As more and more companies acknowledge the post-NAFTA business opportunities in Mexico, more and more HR professionals are feeling the pressure to prepare themselves. But how to begin? "The first thing is to get familiar," says Arturo Fisher, an international consultant for Latin America with Hewitt Associates. Indeed, the key to HR in Mexico, the solution to the puzzle, may be found by simply understanding the pieces. Identify the issues, get to know the country and adjust HR actions accordingly.
Staffing in Mexico: U.S. recruitment amplified.

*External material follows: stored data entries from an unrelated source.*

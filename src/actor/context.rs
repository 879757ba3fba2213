//! Shared collaborators, built once at start-up.
//!
//! Every actor receives the pieces it needs from one [`Context`] at
//! construction time instead of looking them up globally.

use std::fmt;
use std::sync::Arc;

use super::ShutdownCoordinator;
use crate::audio::AudioBackend;
use crate::core::{CoreHandle, FrameRate};
use crate::joystick::Joystick;
use crate::keyboard::SymbolTable;
use crate::video::{Compositor, VideoBackend};

/// Handles shared by every actor.
#[derive(Clone)]
pub struct Context {
    /// Join barrier every actor registers with.
    pub coordinator: Arc<ShutdownCoordinator>,
    /// The emulation core.
    pub core: CoreHandle,
    /// Surface compositor.
    pub compositor: Arc<dyn Compositor>,
    /// Surface allocator.
    pub video: Arc<dyn VideoBackend>,
    /// Audio receiver factory.
    pub audio: Arc<dyn AudioBackend>,
    /// Kempston joystick state.
    pub joystick: Arc<Joystick>,
    /// Device key names.
    pub symbols: Arc<SymbolTable>,
}

impl Context {
    /// The shared frame rate.
    pub const fn frame_rate(&self) -> &FrameRate {
        self.core.frame_rate()
    }
}

impl fmt::Debug for Context {
    fn fmt(&self, f: &mut fmt::Formatter<'_>) -> fmt::Result {
        f.debug_struct("Context")
            .field("coordinator", &self.coordinator)
            .field("core", &self.core)
            .field("joystick", &self.joystick)
            .field("symbols", &self.symbols.len())
            .finish_non_exhaustive()
    }
}
//! Device symbol table: host key names to Spectrum key chords.
//!
//! Host keyboards have keys the Spectrum lacks (arrows, punctuation,
//! the numeric keypad). Those map to chords such as CAPS SHIFT + 5.

use std::collections::{HashMap, HashSet};

use super::keys::{KeyCell, LogicalKey};
use crate::error::StartupError;

/// An ordered chord of logical keys producing one symbol.
///
/// Pressing applies the keys in listed order; releasing applies them in
/// reverse, so a leading shift is held for the whole chord.
#[derive(Debug, Clone, PartialEq, Eq)]
pub struct KeySequence(Vec<LogicalKey>);

impl KeySequence {
    /// Create a sequence from keys in press order.
    pub fn new(keys: impl Into<Vec<LogicalKey>>) -> Self {
        Self(keys.into())
    }

    /// Keys in press order.
    pub fn press_order(&self) -> impl Iterator<Item = LogicalKey> + '_ {
        self.0.iter().copied()
    }

    /// Keys in release order.
    pub fn release_order(&self) -> impl Iterator<Item = LogicalKey> + '_ {
        self.0.iter().rev().copied()
    }

    /// The only key, if this is not a chord.
    pub fn single(&self) -> Option<LogicalKey> {
        match self.0.as_slice() {
            [key] => Some(*key),
            _ => None,
        }
    }

    /// Number of keys in the chord.
    pub fn len(&self) -> usize {
        self.0.len()
    }

    /// Whether the chord is empty.
    pub fn is_empty(&self) -> bool {
        self.0.is_empty()
    }
}

const DEFAULT_SYMBOLS: &[(&str, &[LogicalKey])] = {
    use LogicalKey as L;
    &[
        ("0", &[L::Num0]),
        ("1", &[L::Num1]),
        ("2", &[L::Num2]),
        ("3", &[L::Num3]),
        ("4", &[L::Num4]),
        ("5", &[L::Num5]),
        ("6", &[L::Num6]),
        ("7", &[L::Num7]),
        ("8", &[L::Num8]),
        ("9", &[L::Num9]),
        ("a", &[L::A]),
        ("b", &[L::B]),
        ("c", &[L::C]),
        ("d", &[L::D]),
        ("e", &[L::E]),
        ("f", &[L::F]),
        ("g", &[L::G]),
        ("h", &[L::H]),
        ("i", &[L::I]),
        ("j", &[L::J]),
        ("k", &[L::K]),
        ("l", &[L::L]),
        ("m", &[L::M]),
        ("n", &[L::N]),
        ("o", &[L::O]),
        ("p", &[L::P]),
        ("q", &[L::Q]),
        ("r", &[L::R]),
        ("s", &[L::S]),
        ("t", &[L::T]),
        ("u", &[L::U]),
        ("v", &[L::V]),
        ("w", &[L::W]),
        ("x", &[L::X]),
        ("y", &[L::Y]),
        ("z", &[L::Z]),
        ("return", &[L::Enter]),
        ("space", &[L::Space]),
        ("left shift", &[L::CapsShift]),
        ("right shift", &[L::CapsShift]),
        ("left ctrl", &[L::SymbolShift]),
        ("right ctrl", &[L::SymbolShift]),
        ("left", &[L::CapsShift, L::Num5]),
        ("down", &[L::CapsShift, L::Num6]),
        ("up", &[L::CapsShift, L::Num7]),
        ("right", &[L::CapsShift, L::Num8]),
        ("backspace", &[L::CapsShift, L::Num0]),
        ("-", &[L::SymbolShift, L::J]),
        ("=", &[L::SymbolShift, L::L]),
        // ( and )
        ("[", &[L::SymbolShift, L::Num8]),
        ("]", &[L::SymbolShift, L::Num9]),
        (";", &[L::SymbolShift, L::O]),
        ("'", &[L::SymbolShift, L::Num7]),
        (",", &[L::SymbolShift, L::N]),
        (".", &[L::SymbolShift, L::M]),
        ("/", &[L::SymbolShift, L::V]),
        // Keypad
        ("[0]", &[L::Num0]),
        ("[1]", &[L::Num1]),
        ("[2]", &[L::Num2]),
        ("[3]", &[L::Num3]),
        ("[4]", &[L::Num4]),
        ("[5]", &[L::Num5]),
        ("[6]", &[L::Num6]),
        ("[7]", &[L::Num7]),
        ("[8]", &[L::Num8]),
        ("[9]", &[L::Num9]),
        ("[*]", &[L::SymbolShift, L::B]),
        ("[-]", &[L::SymbolShift, L::J]),
        ("[+]", &[L::SymbolShift, L::K]),
        ("[/]", &[L::SymbolShift, L::V]),
    ]
};

/// Map from device key name to chord.
#[derive(Debug, Clone)]
pub struct SymbolTable {
    entries: HashMap<String, KeySequence>,
}

impl Default for SymbolTable {
    fn default() -> Self {
        let entries = DEFAULT_SYMBOLS
            .iter()
            .map(|(name, keys)| ((*name).to_string(), KeySequence::new(*keys)))
            .collect();
        Self { entries }
    }
}

impl SymbolTable {
    /// An empty table.
    pub fn empty() -> Self {
        Self {
            entries: HashMap::new(),
        }
    }

    /// Look up a device key name.
    pub fn get(&self, name: &str) -> Option<&KeySequence> {
        self.entries.get(name)
    }

    /// Add or replace a mapping.
    pub fn insert(&mut self, name: impl Into<String>, sequence: KeySequence) {
        self.entries.insert(name.into(), sequence);
    }

    /// Remove a mapping, returning it.
    pub fn remove(&mut self, name: &str) -> Option<KeySequence> {
        self.entries.remove(name)
    }

    /// Number of mapped names.
    pub fn len(&self) -> usize {
        self.entries.len()
    }

    /// Whether the table is empty.
    pub fn is_empty(&self) -> bool {
        self.entries.is_empty()
    }
}

/// Verify the key wiring and that every key can be typed on its own.
///
/// The table must hold exactly 40 distinct keys, and for each of them some
/// device name must map to that key alone. Chords do not count: a key only
/// reachable under a shift cannot be typed by itself.
pub fn self_check(table: &[(LogicalKey, KeyCell)], symbols: &SymbolTable) -> Result<(), StartupError> {
    if table.len() != 40 {
        return Err(StartupError::KeyTableSize { found: table.len() });
    }

    let mut seen = HashSet::with_capacity(table.len());
    for (key, _) in table {
        if !seen.insert(*key) {
            return Err(StartupError::DuplicateKey(*key));
        }
    }

    let reachable: HashSet<LogicalKey> = symbols
        .entries
        .values()
        .filter_map(KeySequence::single)
        .collect();

    match table.iter().find(|(key, _)| !reachable.contains(key)) {
        Some((key, _)) => Err(StartupError::UnreachableKey(*key)),
        None => Ok(()),
    }
}

#[cfg(test)]
mod tests {
    use super::*;
    use crate::keyboard::keys::KEY_TABLE;

    #[test]
    fn test_default_tables_pass() {
        assert_eq!(self_check(&KEY_TABLE, &SymbolTable::default()), Ok(()));
    }

    #[test]
    fn test_removed_symbol_fails() {
        let mut symbols = SymbolTable::default();
        symbols.remove("b");
        assert_eq!(
            self_check(&KEY_TABLE, &symbols),
            Err(StartupError::UnreachableKey(LogicalKey::B))
        );
    }

    #[test]
    fn test_redundant_alias_removal_still_passes() {
        let mut symbols = SymbolTable::default();
        symbols.remove("right shift");
        symbols.remove("[5]");
        assert_eq!(self_check(&KEY_TABLE, &symbols), Ok(()));
    }

    #[test]
    fn test_wrong_table_size_fails() {
        let short = &KEY_TABLE[..39];
        assert_eq!(
            self_check(short, &SymbolTable::default()),
            Err(StartupError::KeyTableSize { found: 39 })
        );
    }

    #[test]
    fn test_duplicate_key_fails() {
        let mut table = KEY_TABLE;
        table[1] = table[0];
        assert_eq!(
            self_check(&table, &SymbolTable::default()),
            Err(StartupError::DuplicateKey(LogicalKey::Num1))
        );
    }

    #[test]
    fn test_sequence_orders() {
        let seq = SymbolTable::default().get("left").cloned().unwrap();
        let press: Vec<_> = seq.press_order().collect();
        let release: Vec<_> = seq.release_order().collect();
        assert_eq!(press, vec![LogicalKey::CapsShift, LogicalKey::Num5]);
        assert_eq!(release, vec![LogicalKey::Num5, LogicalKey::CapsShift]);
        assert_eq!(seq.single(), None);
    }
}
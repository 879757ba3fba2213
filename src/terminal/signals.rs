//! Termination signals: SIGINT and SIGTERM become a global exit request.
//!
//! signal-hook delivers signals on a blocking iterator, which cannot also
//! watch the terminate channel. A small forwarder thread drains the
//! iterator into a channel and the actor loop reads that channel; when the
//! actor terminates it closes the iterator so the forwarder ends too.

use std::io;
use std::sync::Arc;
use std::thread::{self, JoinHandle};

use crossbeam_channel::{unbounded, Receiver};
use signal_hook::consts::signal::{SIGINT, SIGTERM};
use signal_hook::iterator::{Handle, Signals};
use tracing::{debug, info};

use crate::actor::{EventLoop, ShutdownCoordinator};
use crate::error::FrontendError;

/// Turns SIGINT and SIGTERM into [`ShutdownCoordinator::request_exit`].
#[derive(Debug)]
pub struct TerminationSignals {
    handle: Handle,
    forwarder: JoinHandle<()>,
    coordinator: Arc<ShutdownCoordinator>,
}

impl TerminationSignals {
    /// Install the handlers and spawn the signal actor.
    ///
    /// Once installed, the default action of these signals is not
    /// restored, even after the actor has stopped.
    ///
    /// # Errors
    ///
    /// [`FrontendError::Signal`] if the handlers cannot be installed, or
    /// [`FrontendError::Spawn`] if a thread cannot be started.
    pub fn spawn(coordinator: &Arc<ShutdownCoordinator>) -> Result<JoinHandle<()>, FrontendError> {
        let mut signals =
            Signals::new([SIGINT, SIGTERM]).map_err(|e| FrontendError::Signal(io::Error::other(e)))?;
        let handle = signals.handle();

        let (tx, rx) = unbounded();
        let forwarder = thread::Builder::new()
            .name("speccy-signal-hook".to_string())
            .spawn(move || {
                for signal in signals.forever() {
                    if tx.send(signal).is_err() {
                        break;
                    }
                }
            });
        let forwarder = match forwarder {
            Ok(forwarder) => forwarder,
            Err(e) => {
                handle.close();
                return Err(e.into());
            }
        };

        let event_loop = EventLoop::register("signals", coordinator);
        let actor = Self {
            handle: handle.clone(),
            forwarder,
            coordinator: Arc::clone(coordinator),
        };
        let spawned = thread::Builder::new()
            .name("speccy-signals".to_string())
            .spawn(move || actor.run_loop(event_loop, &rx));
        spawned.map_err(|e| {
            handle.close();
            e.into()
        })
    }

    fn run_loop(self, mut event_loop: EventLoop, signals: &Receiver<i32>) {
        while let Some(signal) = event_loop.recv(signals) {
            info!(signal, "termination signal received");
            self.coordinator.request_exit();
        }

        self.handle.close();
        let _ = self.forwarder.join();
        debug!("signal handlers closed");
    }
}

#[cfg(test)]
mod tests {
    use super::*;
    use std::time::{Duration, Instant};

    #[test]
    fn test_sigterm_requests_exit() {
        let coordinator = Arc::new(ShutdownCoordinator::new());
        let handle = TerminationSignals::spawn(&coordinator).unwrap();

        signal_hook::low_level::raise(SIGTERM).unwrap();
        let deadline = Instant::now() + Duration::from_secs(2);
        while !coordinator.exit_requested() && Instant::now() < deadline {
            thread::sleep(Duration::from_millis(1));
        }
        assert!(coordinator.exit_requested());

        coordinator.wait();
        handle.join().unwrap();
        assert!(coordinator.has_terminated());
    }
}
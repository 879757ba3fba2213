//! Keyboard Actor: owns the key matrix and replays scripted key taps.
//!
//! Direct [`Keyboard::key_down`]/[`Keyboard::key_up`] calls write the matrix
//! immediately. Scripted taps are queued and executed one at a time by the
//! actor thread, holding each key long enough for the ROM's keyboard scan
//! to see it. Both paths share the matrix lock, and the actor never holds
//! it across a sleep.

use std::sync::Arc;
use std::thread::{self, JoinHandle};

use crossbeam_channel::{bounded, unbounded, Receiver, Sender};
use tracing::{debug, trace};

use super::messages::KeyboardCommand;
use super::supervisor::EventLoop;
use super::ShutdownCoordinator;
use crate::core::{FrameRate, RomKind};
use crate::error::FrontendError;
use crate::keyboard::{KeyMatrix, LogicalKey};

/// Frames a tapped key is held down.
const FRAMES_DOWN: u32 = 1;
/// Frames waited after releasing a tapped key.
const FRAMES_UP: u32 = 10;

/// Handle to the keyboard actor.
///
/// Cheap to clone; every clone talks to the same matrix and queue.
#[derive(Debug, Clone)]
pub struct Keyboard {
    matrix: Arc<KeyMatrix>,
    commands: Sender<KeyboardCommand>,
}

impl Keyboard {
    /// Spawn the keyboard actor.
    ///
    /// The command queue is unbounded: enqueueing never waits for the
    /// actor to catch up.
    pub fn spawn(
        coordinator: &Arc<ShutdownCoordinator>,
        frame_rate: FrameRate,
    ) -> Result<(Self, JoinHandle<()>), FrontendError> {
        let matrix = Arc::new(KeyMatrix::new());
        let (commands, inbox) = unbounded();
        let event_loop = EventLoop::register("keyboard", coordinator);

        let typist = Typist {
            matrix: Arc::clone(&matrix),
            frame_rate,
        };
        let handle = thread::Builder::new()
            .name("speccy-keyboard".to_string())
            .spawn(move || typist.run_loop(event_loop, &inbox))?;

        Ok((Self { matrix, commands }, handle))
    }

    /// The shared matrix.
    pub const fn matrix(&self) -> &Arc<KeyMatrix> {
        &self.matrix
    }

    /// Press a key now.
    #[inline]
    pub fn key_down(&self, key: LogicalKey) {
        self.matrix.key_down(key);
    }

    /// Release a key now.
    #[inline]
    pub fn key_up(&self, key: LogicalKey) {
        self.matrix.key_up(key);
    }

    /// Read a matrix row (port-read path).
    #[inline]
    pub fn key_state(&self, row: usize) -> u8 {
        self.matrix.row(row)
    }

    /// Overwrite a matrix row.
    pub fn set_key_state(&self, row: usize, state: u8) {
        self.matrix.set_row(row, state);
    }

    /// Queue a scripted tap of `key`.
    ///
    /// The returned channel yields `key` once the tap (including the
    /// trailing pause) has finished.
    pub fn key_press(&self, key: LogicalKey) -> Receiver<LogicalKey> {
        self.key_press_sequence(&[key])
    }

    /// Queue one scripted tap per key.
    ///
    /// The returned channel has room for every completion, so the actor
    /// never waits on the caller; completions arrive in submission order.
    pub fn key_press_sequence(&self, keys: &[LogicalKey]) -> Receiver<LogicalKey> {
        let (done, completions) = bounded(keys.len());
        for &key in keys {
            let command = KeyboardCommand::KeyPress {
                key,
                done: done.clone(),
            };
            if self.commands.send(command).is_err() {
                debug!(?key, "keyboard actor gone, dropping key press");
                break;
            }
        }
        completions
    }

    /// Queue the macro that types the tape-loading command.
    ///
    /// Only the 48K ROM has a macro; other ROMs are ignored.
    pub fn send_load(&self, rom: RomKind) {
        let _ = self.commands.send(KeyboardCommand::SendLoad(rom));
    }
}

/// The actor-side state: the matrix and the clock it types against.
struct Typist {
    matrix: Arc<KeyMatrix>,
    frame_rate: FrameRate,
}

impl Typist {
    fn run_loop(&self, mut event_loop: EventLoop, inbox: &Receiver<KeyboardCommand>) {
        while let Some(command) = event_loop.recv(inbox) {
            match command {
                KeyboardCommand::KeyPress { key, done } => {
                    self.tap(key);
                    let _ = done.send(key);
                }
                KeyboardCommand::SendLoad(RomKind::Rom48) => self.type_load(),
                KeyboardCommand::SendLoad(rom) => {
                    debug!(?rom, "no load macro for this ROM");
                }
            }
        }
    }

    fn hold(&self, frames: u32) {
        thread::sleep(self.frame_rate.frames(frames));
    }

    fn tap(&self, key: LogicalKey) {
        trace!(?key, "scripted key press");
        self.matrix.key_down(key);
        self.hold(FRAMES_DOWN);
        self.matrix.key_up(key);
        self.hold(FRAMES_UP);
    }

    /// `LOAD ""` followed by ENTER.
    fn type_load(&self) {
        debug!("typing LOAD \"\"");
        // J is LOAD in keyword mode.
        self.tap(LogicalKey::J);

        self.matrix.key_down(LogicalKey::SymbolShift);
        self.tap(LogicalKey::P);
        self.tap(LogicalKey::P);
        self.matrix.key_up(LogicalKey::SymbolShift);

        self.matrix.key_down(LogicalKey::Enter);
        self.hold(FRAMES_DOWN);
        self.matrix.key_up(LogicalKey::Enter);
    }
}
//! Keyboard module: Spectrum key wiring, matrix state and host keymap.
//!
//! This module contains:
//! - [`LogicalKey`]: The 40 physical Spectrum keys and their matrix cells
//! - [`KeyMatrix`]: The lock-protected, active-low key-state rows
//! - [`SymbolTable`]: Host key names mapped to [`KeySequence`] chords
//! - [`self_check`]: The start-up coverage check over both tables

mod keys;
mod matrix;
mod symbols;

pub use keys::{KeyCell, LogicalKey, KEY_TABLE};
pub use matrix::{KeyMatrix, ROWS, ROW_RELEASED};
pub use symbols::{self_check, KeySequence, SymbolTable};
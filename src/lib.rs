//! # Speccy Frontend
//!
//! An actor-based peripheral front-end for a ZX Spectrum emulation core.
//!
//! The front-end feeds host keyboard and joystick input into an emulated
//! key matrix, owns the video surfaces and the audio receiver, and can
//! reconfigure them while the core keeps running.
//!
//! ## Core Concepts
//!
//! - **Actors**: keyboard, renderer and input dispatcher each run on their
//!   own thread and take typed commands over channels
//! - **Blocking handshakes**: surface swaps, audio teardown and shutdown
//!   return only after the other side has acknowledged
//! - **Join barrier**: one exit request stops every actor, and the shared
//!   teardown runs after the last one has left
//!
//! ## Example
//!
//! ```rust,ignore
//! use speccy_frontend::{Collaborators, Frontend, FrontendConfig};
//!
//! let frontend = Frontend::start(&FrontendConfig::default(), collaborators)?;
//! frontend.keyboard().key_press(LogicalKey::Enter).recv()?;
//! frontend.request_exit();
//! frontend.wait();
//! ```

#![warn(missing_docs)]
#![warn(clippy::pedantic)]
#![warn(clippy::nursery)]
#![allow(clippy::module_name_repetitions)]
#![allow(clippy::must_use_candidate)]

pub mod actor;
pub mod audio;
pub mod config;
pub mod core;
pub mod error;
pub mod harness;
pub mod joystick;
pub mod keyboard;
pub mod logging;
pub mod terminal;
pub mod video;

// Re-exports for convenience
pub use actor::{Collaborators, DeviceEvent, Frontend, KeyState, Keyboard, Renderer, ShutdownCoordinator};
pub use audio::{AudioBackend, AudioConfig, AudioReceiver};
pub use config::FrontendConfig;
pub use crate::core::{CoreCommand, CoreHandle, FrameRate, Program, ProgramKind, RomKind};
pub use error::{FrontendError, StartupError};
pub use joystick::{Joystick, KempstonLines};
pub use keyboard::{KeyMatrix, LogicalKey, SymbolTable};
pub use video::{Compositor, DisplayMode, ScaleTier, Surface, VideoBackend};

Obviously, one of the first HR concerns arising when a company opens operations in Mexico will be staffing. Recruiting for the low-wage workers is relatively uncomplicated, because these workers constitute the majority of the labor pool. At operations in cities on the U.S.-Mexican border, for instance, approximately 90% of personnel are low-compensation employees.
It's not as cut and dried when it comes to staffing high-level positions. To begin with, there's the usual question of whether to hire locally or use an expatriate. One thing to consider here, particularly for smaller companies, is that under current Mexican labor law, no more than 10% of a company's employees may be non-Mexicans. So expats can't be used simply as a back-up measure. Their inclusion in a start-up operation must be a planned, necessary choice.
But even when these key professionals are identified, many companies have difficulty getting their American employees to relocate. Expats worry about the pollution and its effects on children's health, says Kevin Duffy, director of employee relations for Nabisco International, a division of New York City-based RJR Nabisco. Duffy says that other situations in Mexico contribute to its image problem: "The infrastructure in general, from roads to schools to sewers to housing, is a problem." Does this mean that expats should be excluded from consideration? Says Duffy: "If you have critical areas of expertise that you need that do not seem to be available in the market, then it may require an expat, but it should be relatively short-term, say two to three years, while developing the local talent."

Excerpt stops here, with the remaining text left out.